ACTION ITEM – Your answer should consist of the listing, repeated exactly.

RECORDS FOR THIS EXERCISE –

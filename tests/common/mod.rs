//! Common test utilities and helpers for gstore tests
#![allow(dead_code)]

use async_trait::async_trait;
use gstore::{GitError, GitOperations, Organization, Repository};
use std::path::{Path, PathBuf};
use std::sync::{Arc, Mutex};

/// A git invocation seen by `RecordingGit`
#[derive(Debug, Clone, PartialEq, Eq)]
pub enum Call {
    Clone { url: String, target: PathBuf },
    Fetch(PathBuf),
    Pull(PathBuf),
}

/// Fake git backend that materializes `.git` on clone and records every call
#[derive(Default)]
pub struct RecordingGit {
    calls: Mutex<Vec<Call>>,
    failing: Vec<String>,
}

impl RecordingGit {
    pub fn new() -> Self {
        Self::default()
    }

    /// Clones of URLs ending in `/{name}.git` fail
    pub fn failing_on(names: &[&str]) -> Self {
        Self {
            calls: Mutex::new(Vec::new()),
            failing: names.iter().map(|n| format!("/{}.git", n)).collect(),
        }
    }

    pub fn calls(&self) -> Vec<Call> {
        self.calls.lock().unwrap().clone()
    }

    pub fn clone_urls(&self) -> Vec<String> {
        self.calls()
            .into_iter()
            .filter_map(|call| match call {
                Call::Clone { url, .. } => Some(url),
                _ => None,
            })
            .collect()
    }

    pub fn count(&self, pred: impl Fn(&Call) -> bool) -> usize {
        self.calls().iter().filter(|c| pred(c)).count()
    }

    fn record(&self, call: Call) {
        self.calls.lock().unwrap().push(call);
    }
}

#[async_trait]
impl GitOperations for RecordingGit {
    async fn clone_repo(&self, url: &str, target: &Path) -> Result<(), GitError> {
        self.record(Call::Clone {
            url: url.to_string(),
            target: target.to_path_buf(),
        });

        if self.failing.iter().any(|suffix| url.ends_with(suffix.as_str())) {
            return Err(GitError::Command {
                command: format!("git clone {}", url),
                status: Some(128),
                stdout: None,
                stderr: Some(format!("fatal: repository '{}' not found\n", url)),
            });
        }

        std::fs::create_dir_all(target.join(".git")).expect("Failed to create .git");
        Ok(())
    }

    async fn has_branch_heads(&self, _repo: &Path) -> Result<bool, GitError> {
        Ok(true)
    }

    async fn fetch(&self, repo: &Path) -> Result<(), GitError> {
        self.record(Call::Fetch(repo.to_path_buf()));
        Ok(())
    }

    async fn pull(&self, repo: &Path) -> Result<(), GitError> {
        self.record(Call::Pull(repo.to_path_buf()));
        Ok(())
    }
}

/// An organization with the given repository names
pub fn org_with(login: &str, names: &[&str]) -> (Organization, Vec<Repository>) {
    let org = Organization::new(login);
    let shared = Arc::new(org.clone());
    let repos = names
        .iter()
        .map(|name| Repository::new(*name, Arc::clone(&shared)))
        .collect();

    (org, repos)
}
use anyhow::Result;
use clap::Parser;
use std::future::Future;
use std::io::{self, IsTerminal};
use std::path::PathBuf;
use std::process::ExitCode;
use tracing::{debug, error, warn};

use gstore::config::{self, Config};
use gstore::github::{orgs_from_patterns, parse_repo_pattern};
use gstore::logging::{self, LogSettings};
use gstore::{GitHubClient, Organization, SyncOptions};

#[cfg(unix)]
const INTERRUPTED: u8 = 128 + nix::sys::signal::Signal::SIGINT as u8;
#[cfg(not(unix))]
const INTERRUPTED: u8 = 130;

#[derive(Parser)]
#[command(name = "gstore")]
#[command(about = "Synchronize GitHub repositories of your organizations")]
#[command(version)]
struct Cli {
    /// Base directory for repositories (defaults to the current directory)
    #[arg(value_name = "TARGET")]
    target: Option<String>,

    /// GitHub token (read from GH_TOKEN, GITHUB_TOKEN, GH_ENTERPRISE_TOKEN or
    /// GITHUB_ENTERPRISE_TOKEN when omitted)
    #[arg(long)]
    token: Option<String>,

    /// GitHub API host (read from GH_HOST when omitted)
    #[arg(long)]
    host: Option<String>,

    /// Organization to sync, may be repeated (all of yours when omitted)
    #[arg(long = "org", value_name = "ORG")]
    orgs: Vec<String>,

    /// Repository to sync as ORG:REPO, may be repeated
    #[arg(long = "repo", value_name = "ORG:REPO")]
    repos: Vec<String>,

    /// Number of parallel workers (CPU count when omitted)
    #[arg(short, long)]
    jobs: Option<usize>,

    /// Configuration file path (defaults to XDG config location)
    #[arg(short, long)]
    config: Option<PathBuf>,

    /// Verbose logging
    #[arg(short, long, conflicts_with = "quiet")]
    verbose: bool,

    /// Only report warnings and errors
    #[arg(short, long)]
    quiet: bool,
}

#[tokio::main]
async fn main() -> ExitCode {
    let cli = Cli::parse();

    tokio::select! {
        result = run(cli) => match result {
            Ok(()) => ExitCode::SUCCESS,
            Err(e) => {
                report(&e);
                ExitCode::FAILURE
            }
        },
        () = interrupted(tokio::signal::ctrl_c()) => {
            warn!("Interrupted, stopping");
            ExitCode::from(INTERRUPTED)
        }
    }
}

/// Resolves once `signal` reports an interrupt; never if it cannot listen
async fn interrupted<F: Future<Output = io::Result<()>>>(signal: F) {
    if let Err(e) = signal.await {
        warn!("Unable to listen for Ctrl-C: {}", e);
        std::future::pending::<()>().await;
    }
}

/// Log a fatal error, falling back to stderr if no logger is installed yet
fn report(err: &anyhow::Error) {
    if tracing::dispatcher::has_been_set() {
        error!("{:#}", err);
    } else {
        eprintln!("Error: {:#}", err);
    }
}

async fn run(cli: Cli) -> Result<()> {
    let config = match &cli.config {
        Some(path) => Config::load(path)?,
        None => Config::load_or_default()?,
    };

    let log = LogSettings {
        verbose: cli.verbose,
        quiet: cli.quiet,
        color: config.logging.color && std::io::stdout().is_terminal(),
    };
    logging::init(&log)?;

    debug!("Starting gstore v{}", env!("CARGO_PKG_VERSION"));

    let token = cli
        .token
        .clone()
        .filter(|t| !t.is_empty())
        .or_else(config::lookup_token)
        .unwrap_or_default();
    let host = config.host(cli.host.as_deref());
    let client = GitHubClient::new(&token, host.as_deref())?;

    let target = config.target(cli.target.as_deref())?;
    let org_names = prefer_cli(cli.orgs, &config.github.organizations);
    let patterns = prefer_cli(cli.repos, &config.github.repositories);

    let orgs = if !org_names.is_empty() {
        client.resolve_orgs(&org_names).await?
    } else if !patterns.is_empty() {
        client.resolve_orgs(&orgs_from_patterns(&patterns)).await?
    } else {
        client.get_organizations().await?
    };

    let options = SyncOptions {
        verbose: log.verbose,
        quiet: log.quiet,
        color: log.color,
        jobs: config.jobs(cli.jobs),
        remote: config.remote(),
    };

    for org in &orgs {
        let repos = if names_org(&patterns, org) {
            client.resolve_repos(&patterns, org).await?
        } else {
            client.get_repositories(org).await?
        };

        gstore::sync(org, &repos, &target, &options).await?;
    }

    Ok(())
}

fn prefer_cli(cli: Vec<String>, file: &[String]) -> Vec<String> {
    if cli.is_empty() {
        file.to_vec()
    } else {
        cli
    }
}

/// Whether any pattern selects repositories of `org`
fn names_org(patterns: &[String], org: &Organization) -> bool {
    patterns
        .iter()
        .filter_map(|p| parse_repo_pattern(p))
        .any(|(owner, _)| org.matches(owner))
}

EXERCISE OUTPUT –
filename tests/common/mod.rs
//! Common test utilities and helpers for gstore tests
#![allow(dead_code)]

use async_trait::async_trait;
use gstore::{GitError, GitOperations, Organization, Repository};
use std::path::{Path, PathBuf};
use std::sync::{Arc, Mutex};

/// A git invocation seen by `RecordingGit`
#[derive(Debug, Clone, PartialEq, Eq)]
pub enum Call {
    Clone { url: String, target: PathBuf },
    Fetch(PathBuf),
    Pull(PathBuf),
}

/// Fake git backend that materializes `.git` on clone and records every call
#[derive(Default)]
pub struct RecordingGit {
    calls: Mutex<Vec<Call>>,
    failing: Vec<String>,
}

impl RecordingGit {
    pub fn new() -> Self {
        Self::default()
    }

    /// Clones of URLs ending in `/{name}.git` fail
    pub fn failing_on(names: &[&str]) -> Self {
        Self {
            calls: Mutex::new(Vec::new()),
            failing: names.iter().map(|n| format!("/{}.git", n)).collect(),
        }
    }

    pub fn calls(&self) -> Vec<Call> {
        self.calls.lock().unwrap().clone()
    }

    pub fn clone_urls(&self) -> Vec<String> {
        self.calls()
            .into_iter()
            .filter_map(|call| match call {
                Call::Clone { url, .. } => Some(url),
                _ => None,
            })
            .collect()
    }

    pub fn count(&self, pred: impl Fn(&Call) -> bool) -> usize {
        self.calls().iter().filter(|c| pred(c)).count()
    }

    fn record(&self, call: Call) {
        self.calls.lock().unwrap().push(call);
    }
}

#[async_trait]
impl GitOperations for RecordingGit {
    async fn clone_repo(&self, url: &str, target: &Path) -> Result<(), GitError> {
        self.record(Call::Clone {
            url: url.to_string(),
            target: target.to_path_buf(),
        });

        if self.failing.iter().any(|suffix| url.ends_with(suffix.as_str())) {
            return Err(GitError::Command {
                command: format!("git clone {}", url),
                status: Some(128),
                stdout: None,
                stderr: Some(format!("fatal: repository '{}' not found\n", url)),
            });
        }

        std::fs::create_dir_all(target.join(".git")).expect("Failed to create .git");
        Ok(())
    }

    async fn has_branch_heads(&self, _repo: &Path) -> Result<bool, GitError> {
        Ok(true)
    }

    async fn fetch(&self, repo: &Path) -> Result<(), GitError> {
        self.record(Call::Fetch(repo.to_path_buf()));
        Ok(())
    }

    async fn pull(&self, repo: &Path) -> Result<(), GitError> {
        self.record(Call::Pull(repo.to_path_buf()));
        Ok(())
    }
}

/// An organization with the given repository names
pub fn org_with(login: &str, names: &[&str]) -> (Organization, Vec<Repository>) {
    let org = Organization::new(login);
    let shared = Arc::new(org.clone());
    let repos = names
        .iter()
        .map(|name| Repository::new(*name, Arc::clone(&shared)))
        .collect();

    (org, repos)
}
use anyhow::Result;
use clap::Parser;
use std::future::Future;
use std::io::{self, IsTerminal};
use std::path::PathBuf;
use std::process::ExitCode;
use tracing::{debug, error, warn};

use gstore::config::{self, Config};
use gstore::github::{orgs_from_patterns, parse_repo_pattern};
use gstore::logging::{self, LogSettings};
use gstore::{GitHubClient, Organization, SyncOptions};

#[cfg(unix)]
const INTERRUPTED: u8 = 128 + nix::sys::signal::Signal::SIGINT as u8;
#[cfg(not(unix))]
const INTERRUPTED: u8 = 130;

#[derive(Parser)]
#[command(name = "gstore")]
#[command(about = "Synchronize GitHub repositories of your organizations")]
#[command(version)]
struct Cli {
    /// Base directory for repositories (defaults to the current directory)
    #[arg(value_name = "TARGET")]
    target: Option<String>,

    /// GitHub token (read from GH_TOKEN, GITHUB_TOKEN, GH_ENTERPRISE_TOKEN or
    /// GITHUB_ENTERPRISE_TOKEN when omitted)
    #[arg(long)]
    token: Option<String>,

    /// GitHub API host (read from GH_HOST when omitted)
    #[arg(long)]
    host: Option<String>,

    /// Organization to sync, may be repeated (all of yours when omitted)
    #[arg(long = "org", value_name = "ORG")]
    orgs: Vec<String>,

    /// Repository to sync as ORG:REPO, may be repeated
    #[arg(long = "repo", value_name = "ORG:REPO")]
    repos: Vec<String>,

    /// Number of parallel workers (CPU count when omitted)
    #[arg(short, long)]
    jobs: Option<usize>,

    /// Configuration file path (defaults to XDG config location)
    #[arg(short, long)]
    config: Option<PathBuf>,

    /// Verbose logging
    #[arg(short, long, conflicts_with = "quiet")]
    verbose: bool,

    /// Only report warnings and errors
    #[arg(short, long)]
    quiet: bool,
}

#[tokio::main]
async fn main() -> ExitCode {
    let cli = Cli::parse();

    tokio::select! {
        result = run(cli) => match result {
            Ok(()) => ExitCode::SUCCESS,
            Err(e) => {
                report(&e);
                ExitCode::FAILURE
            }
        },
        () = interrupted(tokio::signal::ctrl_c()) => {
            warn!("Interrupted, stopping");
            ExitCode::from(INTERRUPTED)
        }
    }
}

/// Resolves once `signal` reports an interrupt; never if it cannot listen
async fn interrupted<F: Future<Output = io::Result<()>>>(signal: F) {
    if let Err(e) = signal.await {
        warn!("Unable to listen for Ctrl-C: {}", e);
        std::future::pending::<()>().await;
    }
}

/// Log a fatal error, falling back to stderr if no logger is installed yet
fn report(err: &anyhow::Error) {
    if tracing::dispatcher::has_been_set() {
        error!("{:#}", err);
    } else {
        eprintln!("Error: {:#}", err);
    }
}

async fn run(cli: Cli) -> Result<()> {
    let config = match &cli.config {
        Some(path) => Config::load(path)?,
        None => Config::load_or_default()?,
    };

    let log = LogSettings {
        verbose: cli.verbose,
        quiet: cli.quiet,
        color: config.logging.color && std::io::stdout().is_terminal(),
    };
    logging::init(&log)?;

    debug!("Starting gstore v{}", env!("CARGO_PKG_VERSION"));

    let token = cli
        .token
        .clone()
        .filter(|t| !t.is_empty())
        .or_else(config::lookup_token)
        .unwrap_or_default();
    let host = config.host(cli.host.as_deref());
    let client = GitHubClient::new(&token, host.as_deref())?;

    let target = config.target(cli.target.as_deref())?;
    let org_names = prefer_cli(cli.orgs, &config.github.organizations);
    let patterns = prefer_cli(cli.repos, &config.github.repositories);

    let orgs = if !org_names.is_empty() {
        client.resolve_orgs(&org_names).await?
    } else if !patterns.is_empty() {
        client.resolve_orgs(&orgs_from_patterns(&patterns)).await?
    } else {
        client.get_organizations().await?
    };

    let options = SyncOptions {
        verbose: log.verbose,
        quiet: log.quiet,
        color: log.color,
        jobs: config.jobs(cli.jobs),
        remote: config.remote(),
    };

    for org in &orgs {
        let repos = if names_org(&patterns, org) {
            client.resolve_repos(&patterns, org).await?
        } else {
            client.get_repositories(org).await?
        };

        gstore::sync(org, &repos, &target, &options).await?;
    }

    Ok(())
}

fn prefer_cli(cli: Vec<String>, file: &[String]) -> Vec<String> {
    if cli.is_empty() {
        file.to_vec()
    } else {
        cli
    }
}

/// Whether any pattern selects repositories of `org`
fn names_org(patterns: &[String], org: &Organization) -> bool {
    patterns
        .iter()
        .filter_map(|p| parse_repo_pattern(p))
        .any(|(owner, _)| org.matches(owner))
}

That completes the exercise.